Exercise data ▸

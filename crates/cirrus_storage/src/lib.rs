//! Backend-agnostic object storage for Cirrus attachments.
//!
//! This crate persists attachment content to one of several providers (local
//! filesystem, S3-compatible storage, Google Cloud Storage, Azure Blob Storage)
//! and records where each object lives in a compact encoded key, so no extra
//! metadata table is needed.
//!
//! # Features
//!
//! - **Encoded keys**: backend kind recoverable from the stored filename alone
//! - **Pluggable backends**: one trait, a closed set of provider kinds
//! - **Lazy shared clients**: one client per kind, built on first use
//! - **Content hashing**: SHA-256 computed while the upload is read
//!
//! # Example
//!
//! ```rust,no_run
//! use cirrus_storage::{BackendRegistry, KeyCodec, UploadPipeline, UploadRequest};
//! use std::sync::Arc;
//!
//! # async fn example() -> Result<(), Box<dyn std::error::Error>> {
//! let registry = Arc::new(BackendRegistry::builder("/var/cirrus/files").build());
//! let pipeline = UploadPipeline::new(registry);
//!
//! let request = UploadRequest::new("report.pdf", chrono::Utc::now());
//! let outcome = pipeline.finalize(&b"%PDF-1.7"[..], &request).await?;
//!
//! assert!(!KeyCodec::is_cloud(outcome.encoded_key()));
//! assert_eq!(outcome.content_type(), "application/pdf");
//! # Ok(())
//! # }
//! ```

#![forbid(unsafe_code)]
#![warn(missing_docs)]

mod backend;
mod cloud;
mod codec;
mod config;
mod content_type;
mod kind;
mod local;
mod record;
mod registry;
mod upload;

pub use backend::{ByteSink, StorageBackend, with_timeout};
pub use cirrus_error::{CirrusError, CirrusResult, StorageError, StorageErrorKind};
pub use cloud::ObjectStoreBackend;
pub use codec::{DecodedKey, KeyCodec};
pub use config::{BackendConfig, DEFAULT_PATH_PREFIX, DEFAULT_PRESIGN_EXPIRY, TimeoutConfig};
pub use content_type::{MAX_CONTENT_TYPE_LEN, is_thumbnailable, resolve_content_type};
pub use kind::BackendKind;
pub use local::LocalBackend;
pub use record::{AttachmentRecord, RecordId, StoredObject};
pub use registry::{BackendRegistry, BackendRegistryBuilder};
pub use upload::{UploadOutcome, UploadPipeline, UploadRequest};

What is required ▸ What you output must be the lines from the opening of the material above up to and including the line with "several providers (local", reproduced exactly.

Result for this exercise ▸
filename crates/cirrus_storage/src/lib.rs
//! Backend-agnostic object storage for Cirrus attachments.
//!
//! This crate persists attachment content to one of several providers (local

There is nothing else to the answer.